Before proceeding, validate the interview definition:

<validation_checklist>
```
Interview Validation Checklist:
- [ ] All field_ids from .form.json are mapped
- [ ] No field_ids duplicated or missing
- [ ] Re-representations (amount/amount_in_words, date/date_formatted, etc.) use single field with casts, not duplicate questions
- [ ] .desc() describes WHAT information is needed (content), never HOW it should be formatted
- [ ] .hint() provides context about content (e.g., "Optional", "Must match passport"), never formatting instructions
- [ ] All formatting requirements (dates, codes, number formats, etc.) use .as_*() transformations exclusively
- [ ] Fan-out patterns use .as_*() with PDF field_ids as cast names
- [ ] Split patterns use .as_*() with "or empty/0 if N/A" descriptions
- [ ] Discriminate + split uses .as_*() for mutually-exclusive fields
- [ ] Expand pattern uses .as_*() casts on single field
- [ ] .conclude() used only when necessary (multi-field dependencies)

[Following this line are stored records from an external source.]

//! Boundary validation for untrusted record requests.

use crate::error::{DomainError, DomainResult};

/// A request that must be checked before any identifier is allocated for it.
pub trait Validate {
    fn validate(&self) -> DomainResult<()>;
}

/// Reject empty or whitespace-only required text fields.
pub fn require_text(field: &str, value: &str) -> DomainResult<()> {
    if value.trim().is_empty() {
        return Err(DomainError::invalid_input(format!("{field} must not be empty")));
    }
    Ok(())
}
impl Session {
    pub fn new() -> Self {
        Self::with_config(SessionConfig::default())
    }

    pub fn with_config(config: SessionConfig) -> Self {
        let id = SessionId::new();
        tracing::debug!(session_id = %id, strict_references = config.strict_references, "session started");
        Self {
            id,
            config,
            state: RwLock::new(SessionState::default()),
            bus: Arc::new(InMemoryEventBus::new()),
        }
    }

    pub fn id(&self) -> SessionId {
        self.id
    }

    pub fn config(&self) -> &SessionConfig {
        &self.config
    }

    /// Receive every journal event committed after this call.
    pub fn subscribe(&self) -> Subscription<JournalEvent> {
        self.bus.subscribe()
    }

    // ------------------------------------------------------------------
    // Core boundary
    // ------------------------------------------------------------------

    /// Create a financial title and post its ledger entry as one unit.
    pub fn create_title(&self, request: NewTitle) -> DomainResult<TitleId> {
        request.validate()?;
        let strict = self.config.strict_references;

        self.mutate(|records, txn| {
            let account = find_by_id(&records.accounts, &request.account_id).ok_or_else(|| {
                DomainError::not_found(EntityKind::Account.as_str(), request.account_id.get())
            })?;
            if strict {
                records.require_company(request.company_id)?;
                if let Some(cost_center_id) = request.cost_center_id {
                    records.require_cost_center(cost_center_id)?;
                }
            }

            let title_id: TitleId = txn.allocate();
            let title = request.into_record(title_id);
            txn.append_event(
                format!(
                    "financial title created: {} {} - {}",
                    title.kind, title.doc_number, title.amount
                ),
                EntityKind::FinancialTitle.as_str(),
                Some(title_id.get()),
            );

            let entry_id: LedgerEntryId = txn.allocate();
            let posted = post_for_title(&title, account, entry_id)
                .and_then(|entry| records.ledger.append(entry.clone()).map(|()| entry));
            let entry = match posted {
                Ok(entry) => entry,
                Err(err) => {
                    tracing::warn!(title_id = %title_id, error = %err, "posting rejected; title discarded");
                    return Err(err);
                }
            };
            txn.append_event(
                format!(
                    "ledger entry posted: {} D={} C={}",
                    entry.account_code, entry.debit, entry.credit
                ),
                EntityKind::LedgerEntry.as_str(),
                Some(entry.id.get()),
            );

            tracing::debug!(
                title_id = %title_id,
                entry_id = %entry.id,
                kind = %title.kind,
                amount = %title.amount,
                "title created and posted"
            );
            records.titles.push(title);
            Ok(title_id)
        })
    }

    /// Snapshot of the ledger, in posting order.
    pub fn get_ledger(&self) -> Vec<LedgerEntry> {
        self.read(|records| records.ledger.entries().to_vec())
    }

    pub fn get_trial_balance(&self) -> Vec<TrialBalanceRow> {
        trial_balance(&self.get_ledger())
    }

    /// Tax due on `base_value` under the registered rule `rule_id`.
    pub fn evaluate_tax(&self, base_value: Decimal, rule_id: TaxRuleId) -> DomainResult<Decimal> {
        let rule = self
            .read(|records| find_by_id(&records.tax_rules, &rule_id).cloned())
            .ok_or_else(|| DomainError::not_found(EntityKind::TaxRule.as_str(), rule_id.get()))?;
        calculate_tax(base_value, &rule)
    }

    pub fn find_applicable_workflows(&self, entity_type: &str, value: Decimal) -> Vec<WorkflowRule> {
        match_rules(&self.workflow_rules(), entity_type, value)
    }

    // ------------------------------------------------------------------
    // Journal
    // ------------------------------------------------------------------

    /// Journal a free-form event. Never fails.
    pub fn append_event(
        &self,
        description: impl Into<String>,
        entity_type: impl Into<String>,
        entity_id: Option<u64>,
    ) -> JournalEvent {
        let event = self
            .write()
            .journal
            .append_event(description, entity_type, entity_id);
        self.publish(vec![event.clone()]);
        event
    }

    pub fn events(&self) -> Vec<JournalEvent> {
        self.read_state(|state| state.journal.events().to_vec())
    }

    pub fn record_audit(&self, request: NewAudit) -> DomainResult<AuditId> {
        request.validate()?;
        self.mutate(|records, txn| {
            let id: AuditId = txn.allocate();
            records.audit_log.push(request.into_record(id, chrono::Utc::now()));
            Ok(id)
        })
    }

    pub fn audit_log(&self) -> Vec<AuditRecord> {
        self.read(|records| records.audit_log.clone())
    }

    // ------------------------------------------------------------------
    // Reference data
    // ------------------------------------------------------------------

    pub fn register_company(&self, request: NewCompany) -> DomainResult<CompanyId> {
        request.validate()?;
        self.mutate(|records, txn| {
            let id = allocate_logged(txn, format!("company created: {}", request.name));
            records.companies.push(request.into_record(id));
            Ok(id)
        })
    }

    pub fn register_cost_center(&self, request: NewCostCenter) -> DomainResult<CostCenterId> {
        request.validate()?;
        self.mutate(|records, txn| {
            let id = allocate_logged(
                txn,
                format!("cost center created: {} - {}", request.code, request.name),
            );
            records.cost_centers.push(request.into_record(id));
            Ok(id)
        })
    }

    /// Account codes must be unique within the session.
    pub fn register_account(&self, request: NewAccount) -> DomainResult<AccountId> {
        request.validate()?;
        self.mutate(|records, txn| {
            if records.accounts.iter().any(|a| a.code == request.code) {
                return Err(DomainError::invalid_input(format!(
                    "account code {} already exists",
                    request.code
                )));
            }
            let id = allocate_logged(
                txn,
                format!("account created: {} - {}", request.code, request.name),
            );
            records.accounts.push(request.into_record(id));
            Ok(id)
        })
    }

    pub fn register_customer(&self, request: NewCustomer) -> DomainResult<CustomerId> {
        request.validate()?;
        let strict = self.config.strict_references;
        self.mutate(|records, txn| {
            if strict {
                records.require_company(request.company_id)?;
            }
            let id = allocate_logged(txn, format!("customer created: {}", request.name));
            records.customers.push(request.into_record(id));
            Ok(id)
        })
    }

    pub fn register_product(&self, request: NewProduct) -> DomainResult<ProductId> {
        request.validate()?;
        let strict = self.config.strict_references;
        self.mutate(|records, txn| {
            if strict {
                records.require_company(request.company_id)?;
            }
            let id = allocate_logged(txn, format!("product created: {}", request.name));
            records.products.push(request.into_record(id));
            Ok(id)
        })
    }

    pub fn register_user(&self, request: NewUser) -> DomainResult<UserId> {
        request.validate()?;
        self.mutate(|records, txn| {
            let id = allocate_logged(txn, format!("user created: {}", request.name));
            records.users.push(request.into_record(id));
            Ok(id)
        })
    }

    pub fn register_tax_rule(&self, request: NewTaxRule) -> DomainResult<TaxRuleId> {
        request.validate()?;
        self.mutate(|records, txn| {
            let id = allocate_logged(txn, format!("tax rule created: {}", request.name));
            records.tax_rules.push(request.into_record(id));
            Ok(id)
        })
    }

    pub fn register_workflow_rule(&self, request: NewWorkflowRule) -> DomainResult<WorkflowRuleId> {
        request.validate()?;
        self.mutate(|records, txn| {
            let id = allocate_logged(txn, format!("workflow created: {}", request.name));
            records.workflow_rules.push(request.into_record(id));
            Ok(id)
        })
    }

    // ------------------------------------------------------------------
    // Snapshots
    // ------------------------------------------------------------------

    pub fn title(&self, id: TitleId) -> DomainResult<FinancialTitle> {
        self.read(|records| find_by_id(&records.titles, &id).cloned())
            .ok_or_else(|| DomainError::not_found(EntityKind::FinancialTitle.as_str(), id.get()))
    }

    pub fn titles(&self) -> Vec<FinancialTitle> {
        self.read(|records| records.titles.clone())
    }

    pub fn portfolio_summary(&self) -> PortfolioSummary {
        self.read(|records| PortfolioSummary::from_titles(&records.titles))
    }

    pub fn companies(&self) -> Vec<Company> {
        self.read(|records| records.companies.clone())
    }

    pub fn cost_centers(&self) -> Vec<CostCenter> {
        self.read(|records| records.cost_centers.clone())
    }

    pub fn accounts(&self) -> Vec<Account> {
        self.read(|records| records.accounts.clone())
    }

    pub fn customers(&self) -> Vec<Customer> {
        self.read(|records| records.customers.clone())
    }

    pub fn products(&self) -> Vec<Product> {
        self.read(|records| records.products.clone())
    }

    pub fn users(&self) -> Vec<User> {
        self.read(|records| records.users.clone())
    }

    pub fn tax_rules(&self) -> Vec<TaxRule> {
        self.read(|records| records.tax_rules.clone())
    }

    pub fn workflow_rules(&self) -> Vec<WorkflowRule> {
        self.read(|records| records.workflow_rules.clone())
    }

    // ------------------------------------------------------------------
    // Plumbing
    // ------------------------------------------------------------------

    fn mutate<T>(
        &self,
        op: impl FnOnce(&mut Records, &mut JournalTxn<'_>) -> DomainResult<T>,
    ) -> DomainResult<T> {
        let committed = {
            let mut guard = self.write();
            let SessionState { journal, records } = &mut *guard;
            let mut txn = journal.begin();
            let out = op(records, &mut txn)?;
            (out, txn.commit())
        };

        let (out, events) = committed;
        self.publish(events);
        Ok(out)
    }

    fn publish(&self, events: Vec<JournalEvent>) {
        for event in events {
            if let Err(err) = self.bus.publish(event) {
                tracing::warn!(session_id = %self.id, error = ?err, "failed to publish journal event");
            }
        }
    }

    fn read<T>(&self, f: impl FnOnce(&Records) -> T) -> T {
        self.read_state(|state| f(&state.records))
    }

    fn read_state<T>(&self, f: impl FnOnce(&SessionState) -> T) -> T {
        let guard: RwLockReadGuard<'_, SessionState> =
            self.state.read().unwrap_or_else(|poisoned| poisoned.into_inner());
        f(&guard)
    }

    // Committed state is always consistent (see module docs), so a poisoned
    // lock is recovered rather than surfaced.
    fn write(&self) -> RwLockWriteGuard<'_, SessionState> {
        self.state.write().unwrap_or_else(|poisoned| poisoned.into_inner())
    }
}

- [ ] Alice traits include extracted form knowledge
- [ ] Field hints provide context from PDF instructions
- [ ] Optional fields explicitly marked with hint("Background: Optional...")

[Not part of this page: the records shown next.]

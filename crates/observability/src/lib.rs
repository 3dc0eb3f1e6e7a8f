//! Tracing/logging setup shared by hosts embedding the engine.

pub mod config;
pub mod tracing;

pub use config::{LogFormat, ObservabilityConfig};

/// Initialize process-wide observability from the environment.
///
/// This is safe to call multiple times; subsequent calls become no-ops.
pub fn init() {
    tracing::init(&ObservabilityConfig::from_env());
}

/// Initialize with an explicit configuration.
pub fn init_with(config: &ObservabilityConfig) {
    tracing::init(config);
}
//! Entity trait: identity + continuity across state changes.

/// Entity marker + minimal interface.
pub trait Entity {
    /// Strongly-typed entity identifier.
    type Id: Clone + Eq + core::hash::Hash + core::fmt::Debug;

    /// Returns the entity identifier.
    fn id(&self) -> &Self::Id;
}

/// Linear lookup of an entity by identifier.
///
/// Collections in a session are small, append-only vectors ordered by id, so a
/// scan is all that is needed.
pub fn find_by_id<'a, T: Entity>(rows: &'a [T], id: &T::Id) -> Option<&'a T> {
    rows.iter().find(|row| row.id() == id)
}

- [ ] .must() used sparingly (only true content requirements)
- [ ] Field .desc() questions are natural and user-friendly (no technical field_ids)

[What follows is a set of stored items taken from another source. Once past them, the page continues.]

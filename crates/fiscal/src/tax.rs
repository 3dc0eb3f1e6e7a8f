use rust_decimal::Decimal;
use serde::{Deserialize, Serialize};

use erpcore_core::{DomainError, DomainResult, Entity, TaxRuleId, Validate, require_text};

/// Tax the rule applies to.
#[derive(Debug, Clone, Copy, PartialEq, Eq, Hash, Serialize, Deserialize)]
#[serde(rename_all = "UPPERCASE")]
pub enum TaxType {
    Icms,
    Pis,
    Cofins,
    Iss,
}

/// A tax rate and its fiscal classification codes.
#[derive(Debug, Clone, PartialEq, Eq, Serialize, Deserialize)]
pub struct TaxRule {
    pub id: TaxRuleId,
    pub name: String,
    pub tax_type: TaxType,
    /// Percentage in `[0, 100]`, checked at registration.
    pub aliquot: Decimal,
    pub cfop: String,
    pub cst: String,
}

impl Entity for TaxRule {
    type Id = TaxRuleId;

    fn id(&self) -> &TaxRuleId {
        &self.id
    }
}

#[derive(Debug, Clone, PartialEq, Eq, Serialize, Deserialize)]
pub struct NewTaxRule {
    pub name: String,
    pub tax_type: TaxType,
    pub aliquot: Decimal,
    pub cfop: String,
    pub cst: String,
}

impl Validate for NewTaxRule {
    fn validate(&self) -> DomainResult<()> {
        require_text("tax rule name", &self.name)?;
        if self.aliquot < Decimal::ZERO || self.aliquot > Decimal::ONE_HUNDRED {
            return Err(DomainError::invalid_input(format!(
                "aliquot must be within 0..=100, got {}",
                self.aliquot
            )));
        }
        Ok(())
    }
}

impl NewTaxRule {
    pub fn into_record(self, id: TaxRuleId) -> TaxRule {
        TaxRule {
            id,
            name: self.name,
            tax_type: self.tax_type,
            aliquot: self.aliquot,
            cfop: self.cfop,
            cst: self.cst,
        }
    }
}

/// `base_value * aliquot / 100`, unrounded.
///
/// The rule's aliquot is trusted; only the base is checked here. The rate is
/// scaled down first, so any base up to `Decimal::MAX` stays representable
/// (precision beyond 28 significant digits is the only thing given up).
pub fn calculate_tax(base_value: Decimal, rule: &TaxRule) -> DomainResult<Decimal> {
    if base_value < Decimal::ZERO {
        return Err(DomainError::invalid_input(format!(
            "tax base must not be negative, got {base_value}"
        )));
    }
    rule.aliquot
        .checked_div(Decimal::ONE_HUNDRED)
        .and_then(|rate| base_value.checked_mul(rate))
        .ok_or_else(|| {
            DomainError::invalid_input(format!(
                "tax on {base_value} at {}% is out of range",
                rule.aliquot
            ))
        })
}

- [ ] ALL STRINGS match the PDF's primary language
```
</validation_checklist>

If any items fail:
1. Review the specific issue
2. Fix the interview definition
3. Re-run validation checklist
4. Proceed only when all items pass

## The Result: Form Data Model

When validation passes, you have successfully created the **Form Data Model** in `<basename>.chatfield/interview.py`.